NME gave the album four stars out of five, saying, "The record has its flaws – the odd misguided lyric, the occasional slip into by-numbers pop melodies – but there's plenty of space for those mistakes to be made... In the end, they are minor bumps in a record of intense beauty, among the best of the Manics' records this century". FMS Magazine noted the distinct move away from their previous output, with Jimi Arundell commenting "No longer seeking approval from either the masses or even their devotees, this latest release truly feels like the very first record they wrote entirely for themselves". Meanwhile, Louder Than War gave the album a score of 4.5 out of 5, writing, "Similar to This Is My Truth Tell Me Yours, which opened with the profoundly sad 'The Everlasting', The Ultra Vivid Lament begins by gazing into the rear view mirror". The review concluded, "We began by talking about this band's eternal need for relevance.
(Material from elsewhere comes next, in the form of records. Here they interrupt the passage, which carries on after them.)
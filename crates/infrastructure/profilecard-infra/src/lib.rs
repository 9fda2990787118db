pub mod error;
pub mod imaging;
pub mod net;

// Re-exports for convenience
pub use error::AvatarError;
pub use imaging::{circle_crop, decode_circle_avatar, AvatarImage};
pub use net::{default_http_client, AvatarFetcher, AvatarSource};
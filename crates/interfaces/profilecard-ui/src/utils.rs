use crate::theme::*;
use eframe::egui::{self, Color32};
use profilecard_app_core::StatusRing;

pub fn status_color(ring: StatusRing) -> Color32 {
    match ring {
        StatusRing::Online => COL_LIGHT_GREEN_200,
        StatusRing::Offline => COL_LIGHT_RED_200,
    }
}

pub fn content_alpha(emphasized: bool) -> f32 {
    if emphasized {
        ALPHA_HIGH
    } else {
        ALPHA_MEDIUM
    }
}

pub fn lerp_color(a: Color32, b: Color32, t: f32) -> Color32 {
    let t = t.clamp(0.0, 1.0);
    let mix = |x: u8, y: u8| (x as f32 + (y as f32 - x as f32) * t).round() as u8;
    Color32::from_rgba_premultiplied(
        mix(a.r(), b.r()),
        mix(a.g(), b.g()),
        mix(a.b(), b.b()),
        mix(a.a(), b.a()),
    )
}

/// Samples a gradient of evenly spaced `stops` at `t` in `0..=1`.
pub fn sample_gradient(stops: &[Color32], t: f32) -> Color32 {
    match stops {
        [] => Color32::TRANSPARENT,
        [only] => *only,
        _ => {
            let scaled = t.clamp(0.0, 1.0) * (stops.len() - 1) as f32;
            let ix = (scaled.floor() as usize).min(stops.len() - 2);
            lerp_color(stops[ix], stops[ix + 1], scaled - ix as f32)
        }
    }
}

pub fn icon_button(ui: &mut egui::Ui, glyph: &str, hover: &str) -> egui::Response {
    let text = egui::RichText::new(glyph).size(20.0).color(COL_ON_PRIMARY);
    ui.add(
        egui::Button::new(text)
            .frame(false)
            .min_size(egui::vec2(40.0, 40.0)),
    )
    .on_hover_text(hover)
}
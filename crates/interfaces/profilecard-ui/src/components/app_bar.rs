use crate::theme::*;
use crate::utils::icon_button;
use eframe::egui;
use egui_taffy::bg::simple::{TuiBackground, TuiBuilderLogicWithBackground};
use egui_taffy::taffy::prelude::{length, percent};
use egui_taffy::{taffy, TuiBuilderLogic};
use profilecard_app_core::{AppBarIcon, AppBarVm};

pub struct AppBarResponse {
    pub icon_clicked: bool,
}

pub fn draw<'a>(tui: impl TuiBuilderLogic<'a>, vm: &AppBarVm) -> AppBarResponse {
    let mut icon_clicked = false;
    let (glyph, hover) = match vm.icon {
        AppBarIcon::Home => ("🏠", "Home"),
        AppBarIcon::Back => ("⬅", "Back"),
    };

    tui.style(taffy::Style {
        flex_direction: taffy::FlexDirection::Row,
        align_items: Some(taffy::AlignItems::Center),
        padding: length(4.0),
        gap: length(16.0),
        size: taffy::Size {
            width: percent(1.),
            height: percent(1.),
        },
        ..Default::default()
    })
    .bg_add(
        TuiBackground::new().with_background_color(COL_PURPLE_500),
        |tui| {
            icon_clicked |= tui.ui(|ui| icon_button(ui, glyph, hover)).clicked();
            tui.label(
                egui::RichText::new(vm.title)
                    .size(20.0)
                    .strong()
                    .color(COL_ON_PRIMARY),
            );
        },
    );

    AppBarResponse { icon_clicked }
}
Here, in 2021, thanks to the brilliance of The Ultra Vivid Lament, Manic Street Preachers remain as relevant as ever. They still matter. We are still talking about them. And if they do now intend to 'sail into the abyss,' they can do so safe in the knowledge that they always mattered. We have never stopped talking about them".
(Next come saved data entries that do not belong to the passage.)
use profilecard_core::ProfileId;

#[derive(Debug, Clone, PartialEq, Eq)]
pub enum AppCommand {
    // Boot
    MountCurrentView,

    // Navigation
    OpenDetails(ProfileId),
    OpenLink(String),
    NavigateBack,

    // User-visible errors
    DismissError,
}
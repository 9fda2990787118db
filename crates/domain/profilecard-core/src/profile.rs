use serde::Deserialize;

pub type ProfileId = i32;

pub const ACTIVE_NOW_LABEL: &str = "Active now";
pub const OFFLINE_LABEL: &str = "Offline";

#[derive(Debug, Clone, Deserialize, PartialEq, Eq)]
#[serde(rename_all = "camelCase")]
pub struct ProfileRecord {
    pub id: ProfileId,
    pub name: String,
    /// URL or local path, resolved by the avatar loader.
    pub avatar_reference: String,
    pub online_status: bool,
}

impl ProfileRecord {
    pub fn new(
        id: ProfileId,
        name: impl Into<String>,
        avatar_reference: impl Into<String>,
        online_status: bool,
    ) -> Self {
        Self {
            id,
            name: name.into(),
            avatar_reference: avatar_reference.into(),
            online_status,
        }
    }

    pub fn status_label(&self) -> &'static str {
        if self.online_status {
            ACTIVE_NOW_LABEL
        } else {
            OFFLINE_LABEL
        }
    }

    /// First visible character of the name, upper-cased. Used by the avatar fallback.
    pub fn initial(&self) -> String {
        self.name
            .trim()
            .chars()
            .next()
            .map(|c| c.to_uppercase().collect())
            .unwrap_or_else(|| "?".to_string())
    }
}

#[cfg(test)]
mod tests {
    use super::*;

    #[test]
    fn status_label_follows_online_flag() {
        let online = ProfileRecord::new(1, "Alice", "a.png", true);
        let offline = ProfileRecord::new(2, "Bob", "b.png", false);

        assert_eq!(online.status_label(), "Active now");
        assert_eq!(offline.status_label(), "Offline");
    }

    #[test]
    fn initial_falls_back_for_blank_names() {
        assert_eq!(ProfileRecord::new(1, "  émile", "", true).initial(), "É");
        assert_eq!(ProfileRecord::new(2, "   ", "", true).initial(), "?");
    }

    #[test]
    fn record_uses_camel_case_keys() {
        let json = r#"{ "id": 7, "name": "Eve", "avatarReference": "eve.png", "onlineStatus": true }"#;
        let record: ProfileRecord = serde_json::from_str(json).expect("parse record");
        assert_eq!(record, ProfileRecord::new(7, "Eve", "eve.png", true));
    }
}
The Guardian also reacted positively to the album, reflecting that, "There are missteps amid the magic: with all the sparkling songcraft elsewhere, the crepuscular croak of Mark Lanegan sounds somewhat incongruous on 'Blank Diary Entry'. And the dig at 'those boys from Eton' on 'Don't Let the Night Divide Us' seems a little phoned-in for a band that once prided themselves on the sharpness of their lyrics". While among less positive reviews when compared to the majority, DIY stated that, "Musically, too, there's a sense of the trio reaching for a comfort blanket, turning back towards the intellectual pop that inspired them as youngsters in the '80s; the bright melodies of 'Quest for Ancient Colour' and 'The Secret He Had Missed' recall the likes of Roxy Music and Simple Minds. Such an approach helps sugar the pill on the avowedly topical 'Orwellian' and 'Don't Let the Night Divide Us', bringing home just how accurate the record's title is; The Ultra Vivid Lament is a requiem, but one that looks for sonic positivity in the thematic darkness".
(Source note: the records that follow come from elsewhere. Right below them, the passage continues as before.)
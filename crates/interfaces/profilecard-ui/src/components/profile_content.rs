use crate::theme::*;
use crate::utils::content_alpha;
use eframe::egui;
use egui_taffy::taffy::prelude::length;
use egui_taffy::{taffy, TuiBuilderLogic};

pub fn draw<'a>(
    tui: impl TuiBuilderLogic<'a>,
    name: &str,
    status_label: &str,
    emphasized: bool,
    align: taffy::AlignItems,
) {
    tui.style(taffy::Style {
        flex_direction: taffy::FlexDirection::Column,
        align_items: Some(align),
        padding: length(8.0),
        gap: length(2.0),
        ..Default::default()
    })
    .add(|tui| {
        tui.label(
            egui::RichText::new(name)
                .size(24.0)
                .color(COL_TEXT.gamma_multiply(content_alpha(emphasized))),
        );
        tui.label(
            egui::RichText::new(status_label)
                .size(14.0)
                .color(COL_TEXT.gamma_multiply(ALPHA_MEDIUM)),
        );
    });
}
pub mod app;
pub mod app_core;
mod async_runtime;
pub mod avatar;
pub mod domain;
pub mod kernel;
pub mod navigation;
pub mod ports;
pub mod viewmodel;

pub use app::{HttpAvatarLoader, ProfileCardApplication};
pub use app_core::*;
pub use avatar::{AvatarRequest, AvatarState, AvatarTasks, AvatarTransform};
pub use domain::{AppState, AvatarKey, NavFrame, ViewId};
pub use kernel::AppKernel;
pub use navigation::Router;
pub use ports::*;
pub use viewmodel::*;

pub use profilecard_core::{ProfileId, ProfileRecord, ProfileStore, Route};
pub use profilecard_infra::AvatarImage;
pub mod commands;
pub mod events;
pub mod reducer;
pub mod store;

pub use commands::AppCommand;
pub use events::DomainEvent;
pub use reducer::reduce;
pub use store::AppStore;
use async_trait::async_trait;
use profilecard_infra::AvatarImage;

use crate::avatar::AvatarRequest;

/// Image-loading collaborator. Implementations fetch, decode and transform one avatar.
#[async_trait]
pub trait AvatarLoader: Send + Sync + 'static {
    async fn load(&self, request: &AvatarRequest) -> anyhow::Result<AvatarImage>;
}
The Quietus summed up the album by asserting that, "What the Manics have to offer is ultimately their own confusion. But that might be the only honest response to bewildering times. The Ultra Vivid Lament is an album which doesn't always know what it's saying. But it's saying it with an uncommon beauty". Concluding the review for AllMusic, Stephen Thomas Erlewine felt that band's performance was "No longer urgent yet still passionate" and that they "conjure a sense of operatic melancholy on The Ultra Vivid Lament that feels reassuring, even consoling."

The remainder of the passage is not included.